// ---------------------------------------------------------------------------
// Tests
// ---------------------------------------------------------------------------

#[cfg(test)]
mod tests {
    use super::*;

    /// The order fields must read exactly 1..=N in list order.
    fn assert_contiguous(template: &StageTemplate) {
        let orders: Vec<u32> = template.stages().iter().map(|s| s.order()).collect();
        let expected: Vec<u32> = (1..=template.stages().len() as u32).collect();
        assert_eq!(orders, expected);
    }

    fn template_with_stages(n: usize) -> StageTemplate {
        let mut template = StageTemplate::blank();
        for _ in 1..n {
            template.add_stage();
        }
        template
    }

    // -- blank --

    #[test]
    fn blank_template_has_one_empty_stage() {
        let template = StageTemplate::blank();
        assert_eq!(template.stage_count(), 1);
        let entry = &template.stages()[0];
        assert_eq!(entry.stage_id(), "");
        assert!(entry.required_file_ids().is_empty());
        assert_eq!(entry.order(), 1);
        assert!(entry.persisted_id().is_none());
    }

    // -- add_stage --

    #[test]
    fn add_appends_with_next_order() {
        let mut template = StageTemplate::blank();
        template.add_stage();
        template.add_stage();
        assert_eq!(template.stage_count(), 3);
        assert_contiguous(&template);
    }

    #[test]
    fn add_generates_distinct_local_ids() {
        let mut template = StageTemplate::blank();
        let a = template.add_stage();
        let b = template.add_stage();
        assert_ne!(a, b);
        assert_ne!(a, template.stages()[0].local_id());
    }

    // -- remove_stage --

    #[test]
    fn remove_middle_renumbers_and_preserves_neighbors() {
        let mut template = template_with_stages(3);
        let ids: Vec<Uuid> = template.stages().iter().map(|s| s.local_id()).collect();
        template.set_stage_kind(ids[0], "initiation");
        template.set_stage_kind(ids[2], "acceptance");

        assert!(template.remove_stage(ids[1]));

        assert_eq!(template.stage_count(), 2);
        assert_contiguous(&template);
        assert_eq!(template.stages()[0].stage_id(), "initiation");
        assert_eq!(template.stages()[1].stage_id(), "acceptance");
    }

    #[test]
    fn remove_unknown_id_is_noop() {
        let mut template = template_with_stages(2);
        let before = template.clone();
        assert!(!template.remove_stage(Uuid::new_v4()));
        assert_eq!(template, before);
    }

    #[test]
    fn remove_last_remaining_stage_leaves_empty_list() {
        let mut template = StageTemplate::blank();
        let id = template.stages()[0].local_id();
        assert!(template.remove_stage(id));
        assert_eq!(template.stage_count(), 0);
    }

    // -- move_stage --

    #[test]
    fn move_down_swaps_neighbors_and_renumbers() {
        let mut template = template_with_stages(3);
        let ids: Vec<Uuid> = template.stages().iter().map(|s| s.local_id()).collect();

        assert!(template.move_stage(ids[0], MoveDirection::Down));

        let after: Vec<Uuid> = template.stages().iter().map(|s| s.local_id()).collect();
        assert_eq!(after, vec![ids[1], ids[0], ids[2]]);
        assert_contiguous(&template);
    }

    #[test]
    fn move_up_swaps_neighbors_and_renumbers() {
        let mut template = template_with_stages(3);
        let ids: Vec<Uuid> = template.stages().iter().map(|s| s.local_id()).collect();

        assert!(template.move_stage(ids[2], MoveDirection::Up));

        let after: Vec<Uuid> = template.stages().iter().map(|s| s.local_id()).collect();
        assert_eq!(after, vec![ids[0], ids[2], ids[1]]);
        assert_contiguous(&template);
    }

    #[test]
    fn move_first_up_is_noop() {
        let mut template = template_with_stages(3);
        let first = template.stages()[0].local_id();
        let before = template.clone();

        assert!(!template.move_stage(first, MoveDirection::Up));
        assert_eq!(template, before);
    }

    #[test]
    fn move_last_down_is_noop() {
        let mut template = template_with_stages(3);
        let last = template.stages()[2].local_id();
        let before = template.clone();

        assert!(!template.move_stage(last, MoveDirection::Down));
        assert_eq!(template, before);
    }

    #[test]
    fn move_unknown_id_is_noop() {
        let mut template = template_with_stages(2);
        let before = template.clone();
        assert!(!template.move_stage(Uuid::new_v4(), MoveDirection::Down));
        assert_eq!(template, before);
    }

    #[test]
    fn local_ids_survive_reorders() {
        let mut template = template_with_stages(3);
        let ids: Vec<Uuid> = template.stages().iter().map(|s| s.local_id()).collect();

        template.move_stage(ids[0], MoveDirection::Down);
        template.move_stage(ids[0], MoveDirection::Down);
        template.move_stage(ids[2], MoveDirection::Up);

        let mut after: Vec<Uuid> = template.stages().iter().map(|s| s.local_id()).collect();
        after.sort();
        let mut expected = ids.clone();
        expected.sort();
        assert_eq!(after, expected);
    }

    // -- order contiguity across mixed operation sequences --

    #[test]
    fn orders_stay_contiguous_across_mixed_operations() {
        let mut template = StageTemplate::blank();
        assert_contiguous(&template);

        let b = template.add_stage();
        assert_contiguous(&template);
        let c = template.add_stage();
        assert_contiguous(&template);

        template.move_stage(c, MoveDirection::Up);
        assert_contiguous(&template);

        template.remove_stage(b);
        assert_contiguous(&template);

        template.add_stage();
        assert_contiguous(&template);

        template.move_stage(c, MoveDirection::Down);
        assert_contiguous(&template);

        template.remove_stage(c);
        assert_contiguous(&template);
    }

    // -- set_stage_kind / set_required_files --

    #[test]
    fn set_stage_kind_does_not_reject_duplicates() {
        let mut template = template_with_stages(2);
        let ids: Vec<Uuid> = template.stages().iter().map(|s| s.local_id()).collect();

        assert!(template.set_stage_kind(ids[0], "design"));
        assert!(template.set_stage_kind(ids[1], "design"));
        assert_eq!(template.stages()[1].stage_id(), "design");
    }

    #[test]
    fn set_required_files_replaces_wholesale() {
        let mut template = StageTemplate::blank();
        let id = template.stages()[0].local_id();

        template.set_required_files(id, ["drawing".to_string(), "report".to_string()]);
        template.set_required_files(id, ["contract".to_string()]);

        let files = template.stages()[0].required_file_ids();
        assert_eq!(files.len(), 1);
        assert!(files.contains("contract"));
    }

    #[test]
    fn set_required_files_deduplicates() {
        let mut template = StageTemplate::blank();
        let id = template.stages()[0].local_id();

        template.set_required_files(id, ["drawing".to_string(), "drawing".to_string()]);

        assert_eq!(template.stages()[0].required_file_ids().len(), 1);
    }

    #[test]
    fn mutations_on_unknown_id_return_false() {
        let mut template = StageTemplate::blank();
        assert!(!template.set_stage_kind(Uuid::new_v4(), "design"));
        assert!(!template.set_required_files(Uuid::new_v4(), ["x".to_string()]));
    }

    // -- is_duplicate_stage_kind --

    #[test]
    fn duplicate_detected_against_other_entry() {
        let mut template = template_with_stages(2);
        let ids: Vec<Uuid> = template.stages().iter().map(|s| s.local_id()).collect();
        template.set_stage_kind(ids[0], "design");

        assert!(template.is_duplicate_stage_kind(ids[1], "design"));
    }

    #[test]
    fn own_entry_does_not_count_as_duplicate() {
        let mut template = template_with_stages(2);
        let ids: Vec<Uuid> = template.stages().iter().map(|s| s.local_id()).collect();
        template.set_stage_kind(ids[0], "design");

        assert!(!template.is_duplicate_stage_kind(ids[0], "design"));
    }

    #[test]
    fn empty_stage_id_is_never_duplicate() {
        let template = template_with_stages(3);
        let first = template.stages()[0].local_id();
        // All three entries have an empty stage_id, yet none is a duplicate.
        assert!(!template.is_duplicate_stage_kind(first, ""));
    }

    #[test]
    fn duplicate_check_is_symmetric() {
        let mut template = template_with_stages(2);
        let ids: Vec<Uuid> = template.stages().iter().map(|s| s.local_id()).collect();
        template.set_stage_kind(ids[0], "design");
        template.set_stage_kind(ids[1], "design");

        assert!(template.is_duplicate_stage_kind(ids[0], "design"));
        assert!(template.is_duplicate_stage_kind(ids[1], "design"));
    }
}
◆ ◆ ◆ ◆ ◆
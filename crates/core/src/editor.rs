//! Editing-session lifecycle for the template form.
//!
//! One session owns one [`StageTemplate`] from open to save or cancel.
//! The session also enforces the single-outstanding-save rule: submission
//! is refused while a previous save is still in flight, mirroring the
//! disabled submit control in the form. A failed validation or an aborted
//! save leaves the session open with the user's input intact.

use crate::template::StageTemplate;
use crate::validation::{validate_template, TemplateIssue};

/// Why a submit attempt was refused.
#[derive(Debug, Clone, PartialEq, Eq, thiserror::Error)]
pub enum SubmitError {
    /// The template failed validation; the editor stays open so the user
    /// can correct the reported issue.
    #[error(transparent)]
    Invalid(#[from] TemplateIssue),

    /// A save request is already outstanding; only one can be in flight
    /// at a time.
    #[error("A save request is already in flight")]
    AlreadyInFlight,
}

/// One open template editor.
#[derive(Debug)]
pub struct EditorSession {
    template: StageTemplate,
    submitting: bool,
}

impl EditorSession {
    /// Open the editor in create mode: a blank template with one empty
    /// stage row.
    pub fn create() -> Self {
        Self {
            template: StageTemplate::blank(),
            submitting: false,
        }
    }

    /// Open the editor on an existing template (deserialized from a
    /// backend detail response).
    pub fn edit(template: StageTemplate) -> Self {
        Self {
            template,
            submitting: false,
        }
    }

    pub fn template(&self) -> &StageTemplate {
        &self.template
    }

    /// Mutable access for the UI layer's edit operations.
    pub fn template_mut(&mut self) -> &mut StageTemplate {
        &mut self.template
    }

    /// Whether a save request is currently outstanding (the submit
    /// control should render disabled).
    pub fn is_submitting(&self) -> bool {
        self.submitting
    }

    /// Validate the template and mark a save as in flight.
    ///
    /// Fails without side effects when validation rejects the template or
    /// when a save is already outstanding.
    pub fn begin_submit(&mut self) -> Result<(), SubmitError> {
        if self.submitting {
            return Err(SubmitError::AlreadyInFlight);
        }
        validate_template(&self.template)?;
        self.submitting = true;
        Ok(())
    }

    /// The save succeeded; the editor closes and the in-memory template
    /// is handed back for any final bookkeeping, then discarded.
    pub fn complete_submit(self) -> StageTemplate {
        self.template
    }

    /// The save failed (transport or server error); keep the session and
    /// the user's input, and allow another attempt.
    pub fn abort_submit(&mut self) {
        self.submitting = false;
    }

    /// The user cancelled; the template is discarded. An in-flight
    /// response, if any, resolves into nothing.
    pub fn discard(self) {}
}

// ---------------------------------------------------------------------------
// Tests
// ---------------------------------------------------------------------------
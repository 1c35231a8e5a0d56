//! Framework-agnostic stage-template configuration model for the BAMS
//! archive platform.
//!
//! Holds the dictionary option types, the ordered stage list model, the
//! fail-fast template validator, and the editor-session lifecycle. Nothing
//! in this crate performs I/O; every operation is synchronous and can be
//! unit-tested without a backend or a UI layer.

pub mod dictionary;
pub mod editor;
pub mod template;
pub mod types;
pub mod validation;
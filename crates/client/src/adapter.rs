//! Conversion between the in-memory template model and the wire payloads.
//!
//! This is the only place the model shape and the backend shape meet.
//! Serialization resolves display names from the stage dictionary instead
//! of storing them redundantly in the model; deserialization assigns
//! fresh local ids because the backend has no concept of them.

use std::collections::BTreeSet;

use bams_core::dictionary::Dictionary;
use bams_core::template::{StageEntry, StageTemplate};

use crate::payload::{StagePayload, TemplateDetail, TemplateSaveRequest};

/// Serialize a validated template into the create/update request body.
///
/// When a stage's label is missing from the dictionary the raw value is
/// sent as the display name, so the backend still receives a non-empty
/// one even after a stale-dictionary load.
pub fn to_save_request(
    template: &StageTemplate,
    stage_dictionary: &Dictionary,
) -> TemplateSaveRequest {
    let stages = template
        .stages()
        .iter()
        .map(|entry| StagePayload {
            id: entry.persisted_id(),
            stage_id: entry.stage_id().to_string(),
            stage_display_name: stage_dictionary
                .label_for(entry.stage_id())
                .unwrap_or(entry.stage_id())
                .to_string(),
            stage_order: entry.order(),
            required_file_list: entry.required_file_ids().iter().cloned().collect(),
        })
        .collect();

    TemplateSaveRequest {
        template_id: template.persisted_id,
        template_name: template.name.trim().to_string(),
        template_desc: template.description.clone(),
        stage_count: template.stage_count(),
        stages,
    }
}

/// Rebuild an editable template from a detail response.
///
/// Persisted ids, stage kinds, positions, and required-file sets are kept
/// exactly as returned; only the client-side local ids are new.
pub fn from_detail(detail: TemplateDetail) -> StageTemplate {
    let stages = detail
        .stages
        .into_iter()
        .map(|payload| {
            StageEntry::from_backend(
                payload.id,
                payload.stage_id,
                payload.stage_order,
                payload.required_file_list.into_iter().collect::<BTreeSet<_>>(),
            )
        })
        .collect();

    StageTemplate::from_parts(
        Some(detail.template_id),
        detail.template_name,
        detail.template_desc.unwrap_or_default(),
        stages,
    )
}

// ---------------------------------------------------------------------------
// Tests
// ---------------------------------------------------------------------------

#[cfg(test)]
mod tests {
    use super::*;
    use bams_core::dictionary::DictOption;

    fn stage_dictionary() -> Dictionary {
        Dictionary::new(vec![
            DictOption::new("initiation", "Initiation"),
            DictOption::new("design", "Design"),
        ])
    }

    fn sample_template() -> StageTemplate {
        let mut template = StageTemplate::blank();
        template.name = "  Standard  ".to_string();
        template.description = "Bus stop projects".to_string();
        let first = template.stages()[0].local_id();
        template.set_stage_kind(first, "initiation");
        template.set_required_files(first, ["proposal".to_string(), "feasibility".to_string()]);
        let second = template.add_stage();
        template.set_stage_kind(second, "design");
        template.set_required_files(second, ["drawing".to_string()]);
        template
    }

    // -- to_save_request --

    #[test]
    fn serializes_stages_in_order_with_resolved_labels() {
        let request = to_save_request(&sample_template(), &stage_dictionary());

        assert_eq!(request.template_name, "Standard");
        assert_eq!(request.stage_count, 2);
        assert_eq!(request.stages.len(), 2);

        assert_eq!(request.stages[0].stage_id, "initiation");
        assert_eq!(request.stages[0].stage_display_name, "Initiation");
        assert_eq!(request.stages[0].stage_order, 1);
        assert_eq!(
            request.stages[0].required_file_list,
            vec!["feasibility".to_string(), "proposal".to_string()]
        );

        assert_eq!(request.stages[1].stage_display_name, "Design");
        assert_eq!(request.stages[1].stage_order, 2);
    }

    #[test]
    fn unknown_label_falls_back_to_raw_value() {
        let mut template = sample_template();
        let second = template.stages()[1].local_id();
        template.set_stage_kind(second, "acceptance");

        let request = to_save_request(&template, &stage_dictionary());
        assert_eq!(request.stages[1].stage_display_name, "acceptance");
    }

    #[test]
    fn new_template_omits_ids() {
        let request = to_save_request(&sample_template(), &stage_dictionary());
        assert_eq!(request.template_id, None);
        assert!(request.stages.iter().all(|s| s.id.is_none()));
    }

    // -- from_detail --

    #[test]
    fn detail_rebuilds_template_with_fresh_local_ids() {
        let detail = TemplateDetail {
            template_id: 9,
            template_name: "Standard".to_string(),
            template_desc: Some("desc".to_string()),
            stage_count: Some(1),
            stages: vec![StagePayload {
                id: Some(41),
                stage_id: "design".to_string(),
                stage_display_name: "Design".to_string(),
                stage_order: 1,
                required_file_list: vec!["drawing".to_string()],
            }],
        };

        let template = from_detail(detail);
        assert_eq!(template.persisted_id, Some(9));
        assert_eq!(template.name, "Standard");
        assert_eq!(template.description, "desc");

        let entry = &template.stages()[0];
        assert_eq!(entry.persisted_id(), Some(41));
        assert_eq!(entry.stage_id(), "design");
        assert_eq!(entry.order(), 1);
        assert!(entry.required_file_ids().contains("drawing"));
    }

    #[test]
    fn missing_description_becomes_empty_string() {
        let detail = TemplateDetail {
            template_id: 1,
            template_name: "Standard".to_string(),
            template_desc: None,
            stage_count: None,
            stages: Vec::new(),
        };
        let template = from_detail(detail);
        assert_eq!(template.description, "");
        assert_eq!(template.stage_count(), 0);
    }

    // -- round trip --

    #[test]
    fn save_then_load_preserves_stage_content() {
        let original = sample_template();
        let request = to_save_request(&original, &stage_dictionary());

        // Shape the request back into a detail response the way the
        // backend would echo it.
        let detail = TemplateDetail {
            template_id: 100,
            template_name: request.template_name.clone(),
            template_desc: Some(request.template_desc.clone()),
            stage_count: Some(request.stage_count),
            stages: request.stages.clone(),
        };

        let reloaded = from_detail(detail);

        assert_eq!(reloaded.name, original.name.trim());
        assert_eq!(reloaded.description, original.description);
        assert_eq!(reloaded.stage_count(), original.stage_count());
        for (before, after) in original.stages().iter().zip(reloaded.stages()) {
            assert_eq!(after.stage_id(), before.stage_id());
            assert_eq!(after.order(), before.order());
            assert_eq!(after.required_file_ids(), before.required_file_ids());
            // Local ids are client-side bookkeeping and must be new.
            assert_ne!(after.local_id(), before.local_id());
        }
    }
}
◆ ◆ ◆ ◆ ◆
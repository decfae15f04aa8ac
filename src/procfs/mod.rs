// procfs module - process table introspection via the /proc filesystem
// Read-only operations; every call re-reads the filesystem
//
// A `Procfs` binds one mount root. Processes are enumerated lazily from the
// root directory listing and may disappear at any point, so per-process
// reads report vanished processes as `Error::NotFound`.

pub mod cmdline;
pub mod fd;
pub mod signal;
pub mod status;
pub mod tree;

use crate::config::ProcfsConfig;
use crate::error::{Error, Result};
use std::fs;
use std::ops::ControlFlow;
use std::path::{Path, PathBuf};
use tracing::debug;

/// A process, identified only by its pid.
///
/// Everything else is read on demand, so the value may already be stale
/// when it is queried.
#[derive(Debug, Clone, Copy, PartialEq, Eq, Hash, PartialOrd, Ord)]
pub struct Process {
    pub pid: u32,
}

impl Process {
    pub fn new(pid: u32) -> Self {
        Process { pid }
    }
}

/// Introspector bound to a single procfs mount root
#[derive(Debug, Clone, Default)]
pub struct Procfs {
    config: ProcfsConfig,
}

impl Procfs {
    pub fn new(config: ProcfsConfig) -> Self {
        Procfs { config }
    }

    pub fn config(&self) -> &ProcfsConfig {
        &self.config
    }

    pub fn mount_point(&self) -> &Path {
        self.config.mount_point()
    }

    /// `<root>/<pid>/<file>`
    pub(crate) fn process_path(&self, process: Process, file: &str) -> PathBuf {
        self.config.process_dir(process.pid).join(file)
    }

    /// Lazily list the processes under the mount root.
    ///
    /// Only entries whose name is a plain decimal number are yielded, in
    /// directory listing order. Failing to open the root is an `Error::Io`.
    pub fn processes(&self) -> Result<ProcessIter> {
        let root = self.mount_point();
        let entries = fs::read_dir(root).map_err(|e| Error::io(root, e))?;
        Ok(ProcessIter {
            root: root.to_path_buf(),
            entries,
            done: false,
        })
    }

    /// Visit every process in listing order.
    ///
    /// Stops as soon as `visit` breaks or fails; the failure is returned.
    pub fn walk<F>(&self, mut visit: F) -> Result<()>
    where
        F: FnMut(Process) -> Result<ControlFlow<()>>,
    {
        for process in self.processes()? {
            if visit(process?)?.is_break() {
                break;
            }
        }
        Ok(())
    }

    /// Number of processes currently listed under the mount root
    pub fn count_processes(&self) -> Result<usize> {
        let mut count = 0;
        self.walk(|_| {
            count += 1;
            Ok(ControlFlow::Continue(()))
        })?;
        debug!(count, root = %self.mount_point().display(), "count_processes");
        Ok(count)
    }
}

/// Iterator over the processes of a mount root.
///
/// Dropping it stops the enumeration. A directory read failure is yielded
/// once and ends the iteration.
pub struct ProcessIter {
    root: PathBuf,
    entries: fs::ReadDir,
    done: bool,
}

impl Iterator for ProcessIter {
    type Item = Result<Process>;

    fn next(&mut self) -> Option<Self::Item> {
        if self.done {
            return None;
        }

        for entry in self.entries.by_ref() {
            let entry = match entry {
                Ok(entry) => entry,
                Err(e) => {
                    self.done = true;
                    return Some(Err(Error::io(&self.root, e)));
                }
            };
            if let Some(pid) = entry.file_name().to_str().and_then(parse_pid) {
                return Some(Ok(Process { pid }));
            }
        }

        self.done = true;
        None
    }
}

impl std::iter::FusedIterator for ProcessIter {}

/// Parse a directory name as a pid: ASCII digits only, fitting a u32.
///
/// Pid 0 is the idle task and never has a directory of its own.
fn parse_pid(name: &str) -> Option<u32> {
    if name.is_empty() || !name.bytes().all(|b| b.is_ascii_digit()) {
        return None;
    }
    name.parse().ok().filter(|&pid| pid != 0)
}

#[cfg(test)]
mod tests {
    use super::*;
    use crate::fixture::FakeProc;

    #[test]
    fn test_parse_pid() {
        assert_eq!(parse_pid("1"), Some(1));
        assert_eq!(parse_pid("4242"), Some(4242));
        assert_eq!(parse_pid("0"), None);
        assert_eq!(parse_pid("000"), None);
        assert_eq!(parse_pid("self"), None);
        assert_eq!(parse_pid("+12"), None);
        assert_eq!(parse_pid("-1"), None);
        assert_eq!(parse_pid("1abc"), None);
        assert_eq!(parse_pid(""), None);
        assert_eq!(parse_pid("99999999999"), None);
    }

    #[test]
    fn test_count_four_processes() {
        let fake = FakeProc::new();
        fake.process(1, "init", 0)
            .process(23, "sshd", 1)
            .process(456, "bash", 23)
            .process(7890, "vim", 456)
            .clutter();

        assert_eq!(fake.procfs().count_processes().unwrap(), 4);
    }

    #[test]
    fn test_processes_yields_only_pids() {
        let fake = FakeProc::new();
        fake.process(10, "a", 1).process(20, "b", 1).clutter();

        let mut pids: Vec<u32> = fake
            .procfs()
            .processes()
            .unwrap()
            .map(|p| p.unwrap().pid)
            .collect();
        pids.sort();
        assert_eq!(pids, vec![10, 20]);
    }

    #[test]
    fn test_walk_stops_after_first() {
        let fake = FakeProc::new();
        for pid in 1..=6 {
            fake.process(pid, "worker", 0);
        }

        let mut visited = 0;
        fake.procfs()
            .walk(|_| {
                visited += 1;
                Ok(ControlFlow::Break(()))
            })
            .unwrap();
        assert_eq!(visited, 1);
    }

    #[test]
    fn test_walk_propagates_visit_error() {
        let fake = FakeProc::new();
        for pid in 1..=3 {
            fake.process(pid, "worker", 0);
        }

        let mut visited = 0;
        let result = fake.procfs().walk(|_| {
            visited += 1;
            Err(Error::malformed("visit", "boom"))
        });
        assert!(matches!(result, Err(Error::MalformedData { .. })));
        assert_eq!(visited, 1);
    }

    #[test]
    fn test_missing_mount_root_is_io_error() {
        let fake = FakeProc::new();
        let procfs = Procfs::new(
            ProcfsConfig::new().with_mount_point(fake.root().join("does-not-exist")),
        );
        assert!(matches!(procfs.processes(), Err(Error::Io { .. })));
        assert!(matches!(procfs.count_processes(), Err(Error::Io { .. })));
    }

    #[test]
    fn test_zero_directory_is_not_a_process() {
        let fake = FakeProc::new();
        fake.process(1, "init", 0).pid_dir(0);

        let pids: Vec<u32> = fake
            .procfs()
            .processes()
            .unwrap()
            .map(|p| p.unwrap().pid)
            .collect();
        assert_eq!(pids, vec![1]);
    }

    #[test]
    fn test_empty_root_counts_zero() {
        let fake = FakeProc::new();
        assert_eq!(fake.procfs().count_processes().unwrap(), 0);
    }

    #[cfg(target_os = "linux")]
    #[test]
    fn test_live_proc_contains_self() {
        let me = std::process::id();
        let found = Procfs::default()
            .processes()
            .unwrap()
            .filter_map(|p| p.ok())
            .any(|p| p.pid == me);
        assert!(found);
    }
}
◆ ◆ ◆ ◆ ◆
Above are the entries. Output exactly the lines beginning with the line that has "would echo it." and ending with the line that has "assert_eq!(reloaded.name, original.name.trim());".

▸ **ANSWER TO THE EXERCISE**:
        // backend would echo it.
        let detail = TemplateDetail {
            template_id: 100,
            template_name: request.template_name.clone(),
            template_desc: Some(request.template_desc.clone()),
            stage_count: Some(request.stage_count),
            stages: request.stages.clone(),
        };

        let reloaded = from_detail(detail);

        assert_eq!(reloaded.name, original.name.trim());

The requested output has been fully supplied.